Strange to say, it had happened that the finest horse in the king's stable had broken away from its groom and galloped off no one knew where, over the boundless plains of Babylon. The chief huntsman and all the other officials pursued it with the same eagerness that the officers of the household had displayed in running after the queen's dog and, like them, met with Zadig who was lying on the ground watching the movements of some ants.

'Has the king's favourite horse passed by here?' inquired the great huntsman, drawing rein.

'You mean a wonderful galloper fifteen hands high, shod with very small shoes, and with a tail three feet and a half long? The ornaments of his bit are of gold and he is shod with silver?'

'Yes, yes, that is the runaway,' cried the chief huntsman; 'which way did he go?'

'The horse? But I have not seen him,' answered Zadig, 'and I never even heard of him before.'


Now Zadig had described both the horse and the dog so exactly that both the steward and the chief huntsman did not doubt for a moment that they had been stolen by him.

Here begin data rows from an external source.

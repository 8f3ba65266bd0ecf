//! Conditional responses: `* <get name> == undefined => What is your name?`

use rive_ir::Template;
use rive_patterns::compile_template;

/// How a condition compares its rendered operands.
#[derive(Copy, Clone, Debug, PartialEq, Eq)]
pub enum Comparison {
    /// `==` or `eq`
    Eq,
    /// `!=`, `ne` or `<>`
    Ne,
    Lt,
    Le,
    Gt,
    Ge,
}

impl Comparison {
    fn from_token(token: &str) -> Option<Self> {
        match token {
            "==" | "eq" => Some(Comparison::Eq),
            "!=" | "ne" | "<>" => Some(Comparison::Ne),
            "<" => Some(Comparison::Lt),
            "<=" => Some(Comparison::Le),
            ">" => Some(Comparison::Gt),
            ">=" => Some(Comparison::Ge),
            _ => None,
        }
    }

    /// Compare two rendered operands.
    ///
    /// Equality is textual. The ordering operators need an integer on both
    /// sides and are false otherwise.
    pub fn holds(self, left: &str, right: &str) -> bool {
        let numbers = || {
            let parsed = left
                .trim()
                .parse::<i64>()
                .and_then(|l| right.trim().parse::<i64>().map(|r| (l, r)));
            if parsed.is_err() {
                tracing::warn!(left, right, "numeric condition on non-numeric values");
            }
            parsed.ok()
        };
        match self {
            Comparison::Eq => left == right,
            Comparison::Ne => left != right,
            Comparison::Lt => numbers().is_some_and(|(l, r)| l < r),
            Comparison::Le => numbers().is_some_and(|(l, r)| l <= r),
            Comparison::Gt => numbers().is_some_and(|(l, r)| l > r),
            Comparison::Ge => numbers().is_some_and(|(l, r)| l >= r),
        }
    }
}

/// A compiled `left op right => reply` line.
#[derive(Debug)]
pub struct Condition {
    source: String,
    left: Template,
    comparison: Comparison,
    right: Template,
    reply: Template,
}

impl Condition {
    /// Compile a condition. Returns `None` without `=>`, an operator
    /// surrounded by spaces, a left operand or a reply.
    pub fn parse(source: &str) -> Option<Self> {
        let (test, reply) = source.split_once("=>")?;
        let reply = reply.trim();
        let tokens: Vec<&str> = test.split_whitespace().collect();
        let (at, comparison) = tokens
            .iter()
            .enumerate()
            .skip(1)
            .find_map(|(i, token)| Comparison::from_token(token).map(|c| (i, c)))?;
        if reply.is_empty() {
            return None;
        }
        Some(Condition {
            source: source.to_string(),
            left: compile_template(&tokens[..at].join(" ")),
            comparison,
            right: compile_template(&tokens[at + 1..].join(" ")),
            reply: compile_template(reply),
        })
    }

    /// The condition as written.
    pub fn source(&self) -> &str {
        &self.source
    }

    pub fn left(&self) -> &Template {
        &self.left
    }

    pub fn comparison(&self) -> Comparison {
        self.comparison
    }

    pub fn right(&self) -> &Template {
        &self.right
    }

    /// Rendered when the condition holds.
    pub fn reply(&self) -> &Template {
        &self.reply
    }
}

#[cfg(test)]
mod tests {
    #![allow(
        clippy::unwrap_used,
        reason = "test code uses unwrap for concise assertions"
    )]

    use super::*;
    use pretty_assertions::assert_eq;

    #[test]
    fn parses_operands_and_reply() {
        let condition = Condition::parse("<get name> != undefined => Hi, <get name>.").unwrap();
        assert_eq!(condition.left().source(), "<get name>");
        assert_eq!(condition.comparison(), Comparison::Ne);
        assert_eq!(condition.right().source(), "undefined");
        assert_eq!(condition.reply().source(), "Hi, <get name>.");
    }

    #[test]
    fn word_operators() {
        let condition = Condition::parse("<get mood> eq happy => Yay").unwrap();
        assert_eq!(condition.comparison(), Comparison::Eq);
        assert_eq!(
            Condition::parse("<get age> >= 18 => ok").unwrap().comparison(),
            Comparison::Ge
        );
    }

    #[test]
    fn malformed_conditions() {
        assert!(Condition::parse("<get name> == bob").is_none());
        assert!(Condition::parse("<get name> bob => hi").is_none());
        assert!(Condition::parse("== bob => hi").is_none());
        assert!(Condition::parse("<get name> == bob =>   ").is_none());
    }

    #[test]
    fn comparisons() {
        assert!(Comparison::Eq.holds("a", "a"));
        assert!(Comparison::Ne.holds("a", "b"));
        assert!(Comparison::Lt.holds("2", "10"));
        assert!(Comparison::Ge.holds("10", "10"));
        assert!(!Comparison::Gt.holds("ten", "2"));
        assert!(!Comparison::Le.holds("1", "undefined"));
    }
}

The chief huntsman said no more, but ordered his men to seize the thief and to bring him before the supreme court, where he was condemned to be flogged and to pass the rest of his life in exile. Scarcely, however, had the sentence been passed than the horse and dog were discovered and brought back to their master and mistress, who welcomed them with transports of delight. But as no one would have respected the judges any longer if they had once admitted that they had been altogether mistaken, they informed Zadig that, although he was to be spared the flogging and would not be banished from the country, he must pay four hundred ounces of gold for having declared he had not seen what he plainly had seen.

With some difficulty Zadig raised the money, and when he had paid it into court, he asked permission to say a few words of explanation.